Problem description: Please give the data again in full, exactly as provided.

Extracted data entries:
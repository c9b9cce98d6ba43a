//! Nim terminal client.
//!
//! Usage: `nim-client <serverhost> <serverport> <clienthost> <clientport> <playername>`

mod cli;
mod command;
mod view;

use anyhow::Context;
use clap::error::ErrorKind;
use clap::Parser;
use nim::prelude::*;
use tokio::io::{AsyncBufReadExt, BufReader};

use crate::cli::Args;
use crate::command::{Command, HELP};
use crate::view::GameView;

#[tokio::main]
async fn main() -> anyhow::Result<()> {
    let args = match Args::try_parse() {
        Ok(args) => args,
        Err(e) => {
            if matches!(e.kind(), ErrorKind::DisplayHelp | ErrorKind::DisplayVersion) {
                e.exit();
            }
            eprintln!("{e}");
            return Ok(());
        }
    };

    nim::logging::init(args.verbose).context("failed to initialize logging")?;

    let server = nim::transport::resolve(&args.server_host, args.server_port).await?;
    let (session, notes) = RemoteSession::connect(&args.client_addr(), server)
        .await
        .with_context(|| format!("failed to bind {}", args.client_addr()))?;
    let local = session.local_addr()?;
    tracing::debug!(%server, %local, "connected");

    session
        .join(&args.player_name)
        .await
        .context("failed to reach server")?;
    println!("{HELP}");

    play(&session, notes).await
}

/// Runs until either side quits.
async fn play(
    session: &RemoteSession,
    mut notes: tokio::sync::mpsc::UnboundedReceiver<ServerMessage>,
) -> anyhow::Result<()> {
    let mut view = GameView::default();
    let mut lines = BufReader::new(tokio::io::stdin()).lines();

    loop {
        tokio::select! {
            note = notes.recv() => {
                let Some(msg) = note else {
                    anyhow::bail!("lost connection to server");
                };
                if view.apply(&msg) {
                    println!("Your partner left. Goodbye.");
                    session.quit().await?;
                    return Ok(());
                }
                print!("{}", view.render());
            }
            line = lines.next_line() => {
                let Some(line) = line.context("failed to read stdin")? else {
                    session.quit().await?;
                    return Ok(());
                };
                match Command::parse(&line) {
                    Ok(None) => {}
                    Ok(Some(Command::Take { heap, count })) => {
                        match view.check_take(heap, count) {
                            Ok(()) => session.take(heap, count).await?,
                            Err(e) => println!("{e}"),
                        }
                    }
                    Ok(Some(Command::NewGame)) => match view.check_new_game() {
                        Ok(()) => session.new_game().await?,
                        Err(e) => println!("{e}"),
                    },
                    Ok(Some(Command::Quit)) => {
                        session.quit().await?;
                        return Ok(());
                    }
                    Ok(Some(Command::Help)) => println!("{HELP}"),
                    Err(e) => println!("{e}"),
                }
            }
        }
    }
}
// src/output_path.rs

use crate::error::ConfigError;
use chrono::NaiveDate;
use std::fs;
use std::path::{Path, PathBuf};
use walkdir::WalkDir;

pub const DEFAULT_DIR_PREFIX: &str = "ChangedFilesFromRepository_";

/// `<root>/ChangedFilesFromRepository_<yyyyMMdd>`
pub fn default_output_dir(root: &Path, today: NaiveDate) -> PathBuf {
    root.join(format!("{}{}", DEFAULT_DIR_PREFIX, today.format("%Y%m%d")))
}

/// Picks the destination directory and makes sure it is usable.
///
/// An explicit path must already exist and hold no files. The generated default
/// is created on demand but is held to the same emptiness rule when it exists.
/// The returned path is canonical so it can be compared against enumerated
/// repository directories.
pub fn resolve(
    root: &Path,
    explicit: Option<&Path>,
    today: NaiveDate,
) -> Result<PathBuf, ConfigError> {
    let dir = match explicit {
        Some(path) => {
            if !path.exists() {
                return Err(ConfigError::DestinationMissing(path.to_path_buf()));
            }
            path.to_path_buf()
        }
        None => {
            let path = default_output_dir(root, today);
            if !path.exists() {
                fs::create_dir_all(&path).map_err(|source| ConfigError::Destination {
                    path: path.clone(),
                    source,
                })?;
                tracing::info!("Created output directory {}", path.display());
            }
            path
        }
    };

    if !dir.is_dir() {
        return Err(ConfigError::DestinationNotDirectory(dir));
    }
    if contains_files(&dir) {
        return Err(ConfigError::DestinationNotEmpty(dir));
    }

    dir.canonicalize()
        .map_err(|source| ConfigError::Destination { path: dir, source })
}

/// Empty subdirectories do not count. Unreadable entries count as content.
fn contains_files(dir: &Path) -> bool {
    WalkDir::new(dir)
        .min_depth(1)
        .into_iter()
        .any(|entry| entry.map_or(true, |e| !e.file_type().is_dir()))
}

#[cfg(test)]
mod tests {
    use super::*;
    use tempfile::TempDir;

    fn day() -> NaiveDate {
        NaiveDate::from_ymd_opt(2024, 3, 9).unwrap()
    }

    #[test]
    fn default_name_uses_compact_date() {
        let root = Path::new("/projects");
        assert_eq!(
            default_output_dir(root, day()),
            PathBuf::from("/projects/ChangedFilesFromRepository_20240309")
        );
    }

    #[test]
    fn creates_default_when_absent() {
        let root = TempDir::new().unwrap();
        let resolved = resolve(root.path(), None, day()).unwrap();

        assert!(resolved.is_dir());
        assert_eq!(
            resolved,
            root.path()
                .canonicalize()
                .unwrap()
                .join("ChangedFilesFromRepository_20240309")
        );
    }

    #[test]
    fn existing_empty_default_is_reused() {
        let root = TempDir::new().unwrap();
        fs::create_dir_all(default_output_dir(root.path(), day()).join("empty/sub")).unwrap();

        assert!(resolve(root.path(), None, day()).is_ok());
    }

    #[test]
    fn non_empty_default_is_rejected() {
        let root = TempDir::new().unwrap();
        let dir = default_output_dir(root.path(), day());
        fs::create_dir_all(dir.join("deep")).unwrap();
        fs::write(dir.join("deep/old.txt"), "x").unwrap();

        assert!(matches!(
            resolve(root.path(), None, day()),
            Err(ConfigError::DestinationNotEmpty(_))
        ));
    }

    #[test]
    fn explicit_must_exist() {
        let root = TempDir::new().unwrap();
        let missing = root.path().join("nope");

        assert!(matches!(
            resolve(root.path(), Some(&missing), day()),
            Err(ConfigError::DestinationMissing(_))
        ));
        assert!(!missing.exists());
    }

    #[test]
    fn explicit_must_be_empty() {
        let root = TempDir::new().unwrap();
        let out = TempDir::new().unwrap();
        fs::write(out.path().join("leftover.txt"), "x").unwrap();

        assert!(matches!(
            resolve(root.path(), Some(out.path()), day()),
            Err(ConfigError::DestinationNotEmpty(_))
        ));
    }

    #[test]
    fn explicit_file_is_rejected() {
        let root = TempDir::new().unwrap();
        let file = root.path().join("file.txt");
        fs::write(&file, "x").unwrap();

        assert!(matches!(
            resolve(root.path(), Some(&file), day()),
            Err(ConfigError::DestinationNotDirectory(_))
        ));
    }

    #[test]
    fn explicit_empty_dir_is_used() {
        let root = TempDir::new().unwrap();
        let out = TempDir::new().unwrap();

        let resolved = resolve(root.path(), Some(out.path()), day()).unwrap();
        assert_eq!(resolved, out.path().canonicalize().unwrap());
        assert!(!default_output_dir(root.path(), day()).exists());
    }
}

Expected output:
repository c9b9cce98d6ba43a
//! Nim terminal client.
//!
//! Usage: `nim-client <serverhost> <serverport> <clienthost> <clientport> <playername>`

mod cli;
mod command;
mod view;

use anyhow::Context;
use clap::error::ErrorKind;
use clap::Parser;
use nim::prelude::*;
use tokio::io::{AsyncBufReadExt, BufReader};

use crate::cli::Args;
use crate::command::{Command, HELP};
use crate::view::GameView;

#[tokio::main]
async fn main() -> anyhow::Result<()> {
    let args = match Args::try_parse() {
        Ok(args) => args,
        Err(e) => {
            if matches!(e.kind(), ErrorKind::DisplayHelp | ErrorKind::DisplayVersion) {
                e.exit();
            }
            eprintln!("{e}");
            return Ok(());
        }
    };

    nim::logging::init(args.verbose).context("failed to initialize logging")?;

    let server = nim::transport::resolve(&args.server_host, args.server_port).await?;
    let (session, notes) = RemoteSession::connect(&args.client_addr(), server)
        .await
        .with_context(|| format!("failed to bind {}", args.client_addr()))?;
    let local = session.local_addr()?;
    tracing::debug!(%server, %local, "connected");

    session
        .join(&args.player_name)
        .await
        .context("failed to reach server")?;
    println!("{HELP}");

    play(&session, notes).await
}

/// Runs until either side quits.
async fn play(
    session: &RemoteSession,
    mut notes: tokio::sync::mpsc::UnboundedReceiver<ServerMessage>,
) -> anyhow::Result<()> {
    let mut view = GameView::default();
    let mut lines = BufReader::new(tokio::io::stdin()).lines();

    loop {
        tokio::select! {
            note = notes.recv() => {
                let Some(msg) = note else {
                    anyhow::bail!("lost connection to server");
                };
                if view.apply(&msg) {
                    println!("Your partner left. Goodbye.");
                    session.quit().await?;
                    return Ok(());
                }
                print!("{}", view.render());
            }
            line = lines.next_line() => {
                let Some(line) = line.context("failed to read stdin")? else {
                    session.quit().await?;
                    return Ok(());
                };
                match Command::parse(&line) {
                    Ok(None) => {}
                    Ok(Some(Command::Take { heap, count })) => {
                        match view.check_take(heap, count) {
                            Ok(()) => session.take(heap, count).await?,
                            Err(e) => println!("{e}"),
                        }
                    }
                    Ok(Some(Command::NewGame)) => match view.check_new_game() {
                        Ok(()) => session.new_game().await?,
                        Err(e) => println!("{e}"),
                    },
                    Ok(Some(Command::Quit)) => {
                        session.quit().await?;
                        return Ok(());
                    }
                    Ok(Some(Command::Help)) => println!("{HELP}"),
                    Err(e) => println!("{e}"),
                }
            }
        }
    }
}
// src/output_path.rs

use crate::error::ConfigError;
use chrono::NaiveDate;
use std::fs;
use std::path::{Path, PathBuf};
use walkdir::WalkDir;

pub const DEFAULT_DIR_PREFIX: &str = "ChangedFilesFromRepository_";

/// `<root>/ChangedFilesFromRepository_<yyyyMMdd>`
pub fn default_output_dir(root: &Path, today: NaiveDate) -> PathBuf {
    root.join(format!("{}{}", DEFAULT_DIR_PREFIX, today.format("%Y%m%d")))
}

/// Picks the destination directory and makes sure it is usable.
///
/// An explicit path must already exist and hold no files. The generated default
/// is created on demand but is held to the same emptiness rule when it exists.
/// The returned path is canonical so it can be compared against enumerated
/// repository directories.
pub fn resolve(
    root: &Path,
    explicit: Option<&Path>,
    today: NaiveDate,
) -> Result<PathBuf, ConfigError> {
    let dir = match explicit {
        Some(path) => {
            if !path.exists() {
                return Err(ConfigError::DestinationMissing(path.to_path_buf()));
            }
            path.to_path_buf()
        }
        None => {
            let path = default_output_dir(root, today);
            if !path.exists() {
                fs::create_dir_all(&path).map_err(|source| ConfigError::Destination {
                    path: path.clone(),
                    source,
                })?;
                tracing::info!("Created output directory {}", path.display());
            }
            path
        }
    };

    if !dir.is_dir() {
        return Err(ConfigError::DestinationNotDirectory(dir));
    }
    if contains_files(&dir) {
        return Err(ConfigError::DestinationNotEmpty(dir));
    }

    dir.canonicalize()
        .map_err(|source| ConfigError::Destination { path: dir, source })
}

/// Empty subdirectories do not count. Unreadable entries count as content.
fn contains_files(dir: &Path) -> bool {
    WalkDir::new(dir)
        .min_depth(1)
        .into_iter()
        .any(|entry| entry.map_or(true, |e| !e.file_type().is_dir()))
}

#[cfg(test)]
mod tests {
    use super::*;
    use tempfile::TempDir;

    fn day() -> NaiveDate {
        NaiveDate::from_ymd_opt(2024, 3, 9).unwrap()
    }

    #[test]
    fn default_name_uses_compact_date() {
        let root = Path::new("/projects");
        assert_eq!(
            default_output_dir(root, day()),
            PathBuf::from("/projects/ChangedFilesFromRepository_20240309")
        );
    }

    #[test]
    fn creates_default_when_absent() {
        let root = TempDir::new().unwrap();
        let resolved = resolve(root.path(), None, day()).unwrap();

        assert!(resolved.is_dir());
        assert_eq!(
            resolved,
            root.path()
                .canonicalize()
                .unwrap()
                .join("ChangedFilesFromRepository_20240309")
        );
    }

    #[test]
    fn existing_empty_default_is_reused() {
        let root = TempDir::new().unwrap();
        fs::create_dir_all(default_output_dir(root.path(), day()).join("empty/sub")).unwrap();

        assert!(resolve(root.path(), None, day()).is_ok());
    }

    #[test]
    fn non_empty_default_is_rejected() {
        let root = TempDir::new().unwrap();
        let dir = default_output_dir(root.path(), day());
        fs::create_dir_all(dir.join("deep")).unwrap();
        fs::write(dir.join("deep/old.txt"), "x").unwrap();

        assert!(matches!(
            resolve(root.path(), None, day()),
            Err(ConfigError::DestinationNotEmpty(_))
        ));
    }

    #[test]
    fn explicit_must_exist() {
        let root = TempDir::new().unwrap();
        let missing = root.path().join("nope");

        assert!(matches!(
            resolve(root.path(), Some(&missing), day()),
            Err(ConfigError::DestinationMissing(_))
        ));
        assert!(!missing.exists());
    }

    #[test]
    fn explicit_must_be_empty() {
        let root = TempDir::new().unwrap();
        let out = TempDir::new().unwrap();
        fs::write(out.path().join("leftover.txt"), "x").unwrap();

        assert!(matches!(
            resolve(root.path(), Some(out.path()), day()),
            Err(ConfigError::DestinationNotEmpty(_))
        ));
    }

    #[test]
    fn explicit_file_is_rejected() {
        let root = TempDir::new().unwrap();
        let file = root.path().join("file.txt");
        fs::write(&file, "x").unwrap();

        assert!(matches!(
            resolve(root.path(), Some(&file), day()),
            Err(ConfigError::DestinationNotDirectory(_))
        ));
    }

    #[test]
    fn explicit_empty_dir_is_used() {
        let root = TempDir::new().unwrap();
        let out = TempDir::new().unwrap();

        let resolved = resolve(root.path(), Some(out.path()), day()).unwrap();
        assert_eq!(resolved, out.path().canonicalize().unwrap());
        assert!(!default_output_dir(root.path(), day()).exists());
    }
}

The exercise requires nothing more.